- TASK INPUT
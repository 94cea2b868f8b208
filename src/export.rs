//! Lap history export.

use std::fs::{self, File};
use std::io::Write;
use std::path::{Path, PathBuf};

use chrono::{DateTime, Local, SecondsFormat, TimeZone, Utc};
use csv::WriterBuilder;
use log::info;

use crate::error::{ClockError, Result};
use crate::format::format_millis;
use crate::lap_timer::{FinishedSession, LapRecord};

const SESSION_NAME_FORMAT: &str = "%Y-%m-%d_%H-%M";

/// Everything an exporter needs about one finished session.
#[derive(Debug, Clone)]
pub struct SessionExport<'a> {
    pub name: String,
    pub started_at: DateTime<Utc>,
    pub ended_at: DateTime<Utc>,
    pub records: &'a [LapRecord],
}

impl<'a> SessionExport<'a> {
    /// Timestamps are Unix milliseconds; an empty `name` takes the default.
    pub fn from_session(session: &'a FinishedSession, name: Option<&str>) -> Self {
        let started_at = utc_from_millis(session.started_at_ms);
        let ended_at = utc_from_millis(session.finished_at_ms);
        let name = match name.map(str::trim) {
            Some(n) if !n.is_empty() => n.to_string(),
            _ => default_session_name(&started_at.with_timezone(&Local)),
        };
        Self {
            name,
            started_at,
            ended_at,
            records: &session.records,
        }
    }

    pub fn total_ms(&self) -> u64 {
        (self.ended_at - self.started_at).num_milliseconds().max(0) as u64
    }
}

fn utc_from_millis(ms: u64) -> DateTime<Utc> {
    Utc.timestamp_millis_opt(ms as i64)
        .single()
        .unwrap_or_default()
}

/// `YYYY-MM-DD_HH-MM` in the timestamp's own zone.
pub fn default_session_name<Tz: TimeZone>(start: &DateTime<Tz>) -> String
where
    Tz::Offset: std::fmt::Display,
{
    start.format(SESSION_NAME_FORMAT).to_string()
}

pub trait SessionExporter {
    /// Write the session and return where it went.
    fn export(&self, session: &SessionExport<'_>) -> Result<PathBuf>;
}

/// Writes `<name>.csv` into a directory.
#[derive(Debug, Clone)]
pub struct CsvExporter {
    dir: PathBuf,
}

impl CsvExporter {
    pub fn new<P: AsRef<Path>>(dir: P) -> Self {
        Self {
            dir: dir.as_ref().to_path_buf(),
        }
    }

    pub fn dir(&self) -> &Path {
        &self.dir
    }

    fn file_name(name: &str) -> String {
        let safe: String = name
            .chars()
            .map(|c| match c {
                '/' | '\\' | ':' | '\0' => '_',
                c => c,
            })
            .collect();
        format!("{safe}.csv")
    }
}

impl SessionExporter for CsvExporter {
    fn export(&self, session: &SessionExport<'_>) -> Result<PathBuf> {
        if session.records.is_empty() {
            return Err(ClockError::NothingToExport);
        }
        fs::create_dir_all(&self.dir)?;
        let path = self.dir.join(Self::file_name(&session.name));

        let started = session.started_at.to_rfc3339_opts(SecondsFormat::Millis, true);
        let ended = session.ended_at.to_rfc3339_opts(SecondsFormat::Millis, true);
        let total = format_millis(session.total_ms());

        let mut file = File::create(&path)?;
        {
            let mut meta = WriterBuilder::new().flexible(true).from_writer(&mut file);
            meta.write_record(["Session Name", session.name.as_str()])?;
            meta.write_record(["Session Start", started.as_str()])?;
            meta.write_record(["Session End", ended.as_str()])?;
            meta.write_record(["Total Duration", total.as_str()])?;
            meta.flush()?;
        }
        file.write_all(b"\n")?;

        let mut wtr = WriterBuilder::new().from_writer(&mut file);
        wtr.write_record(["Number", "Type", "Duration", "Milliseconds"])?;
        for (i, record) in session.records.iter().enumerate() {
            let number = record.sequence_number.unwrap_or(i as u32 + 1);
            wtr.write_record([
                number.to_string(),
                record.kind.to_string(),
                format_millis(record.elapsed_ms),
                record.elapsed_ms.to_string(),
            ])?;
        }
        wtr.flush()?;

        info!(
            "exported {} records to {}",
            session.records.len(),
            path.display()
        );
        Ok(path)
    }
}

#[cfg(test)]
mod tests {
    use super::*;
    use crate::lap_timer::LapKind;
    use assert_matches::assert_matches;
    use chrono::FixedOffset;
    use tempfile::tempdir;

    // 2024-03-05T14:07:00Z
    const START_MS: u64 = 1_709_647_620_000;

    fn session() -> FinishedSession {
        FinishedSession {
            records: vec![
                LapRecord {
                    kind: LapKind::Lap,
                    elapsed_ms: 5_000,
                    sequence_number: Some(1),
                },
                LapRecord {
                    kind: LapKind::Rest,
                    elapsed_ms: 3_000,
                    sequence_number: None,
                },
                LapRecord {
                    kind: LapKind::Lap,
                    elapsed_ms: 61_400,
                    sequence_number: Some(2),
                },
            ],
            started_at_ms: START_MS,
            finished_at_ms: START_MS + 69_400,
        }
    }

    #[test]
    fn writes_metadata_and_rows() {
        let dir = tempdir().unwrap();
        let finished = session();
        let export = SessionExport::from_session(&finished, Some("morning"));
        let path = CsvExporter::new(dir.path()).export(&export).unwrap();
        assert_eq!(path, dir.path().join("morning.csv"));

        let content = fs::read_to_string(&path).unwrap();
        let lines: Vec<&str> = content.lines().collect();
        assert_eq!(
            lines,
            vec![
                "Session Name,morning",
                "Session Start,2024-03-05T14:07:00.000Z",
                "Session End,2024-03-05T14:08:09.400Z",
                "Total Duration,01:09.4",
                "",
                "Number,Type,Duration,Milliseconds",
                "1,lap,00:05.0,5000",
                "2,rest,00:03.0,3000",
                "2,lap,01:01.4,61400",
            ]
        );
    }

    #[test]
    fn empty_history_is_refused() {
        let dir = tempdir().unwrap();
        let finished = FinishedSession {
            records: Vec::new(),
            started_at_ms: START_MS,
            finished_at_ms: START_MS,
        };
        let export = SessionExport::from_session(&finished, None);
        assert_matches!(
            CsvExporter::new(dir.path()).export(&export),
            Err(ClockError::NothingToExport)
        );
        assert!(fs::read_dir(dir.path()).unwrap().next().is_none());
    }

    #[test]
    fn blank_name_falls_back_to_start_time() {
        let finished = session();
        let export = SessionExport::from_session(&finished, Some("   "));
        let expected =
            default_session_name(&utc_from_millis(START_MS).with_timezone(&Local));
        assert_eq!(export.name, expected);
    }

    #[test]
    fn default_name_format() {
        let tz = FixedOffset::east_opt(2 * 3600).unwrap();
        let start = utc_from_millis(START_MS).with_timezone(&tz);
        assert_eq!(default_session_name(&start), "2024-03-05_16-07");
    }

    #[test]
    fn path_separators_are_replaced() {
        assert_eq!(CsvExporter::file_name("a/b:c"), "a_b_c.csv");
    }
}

- WHAT IS REQUIRED
List, from the entries above, every line in which the word "collect" shows up.

- THE ANSWER
            .collect();
        let lines: Vec<&str> = content.lines().collect();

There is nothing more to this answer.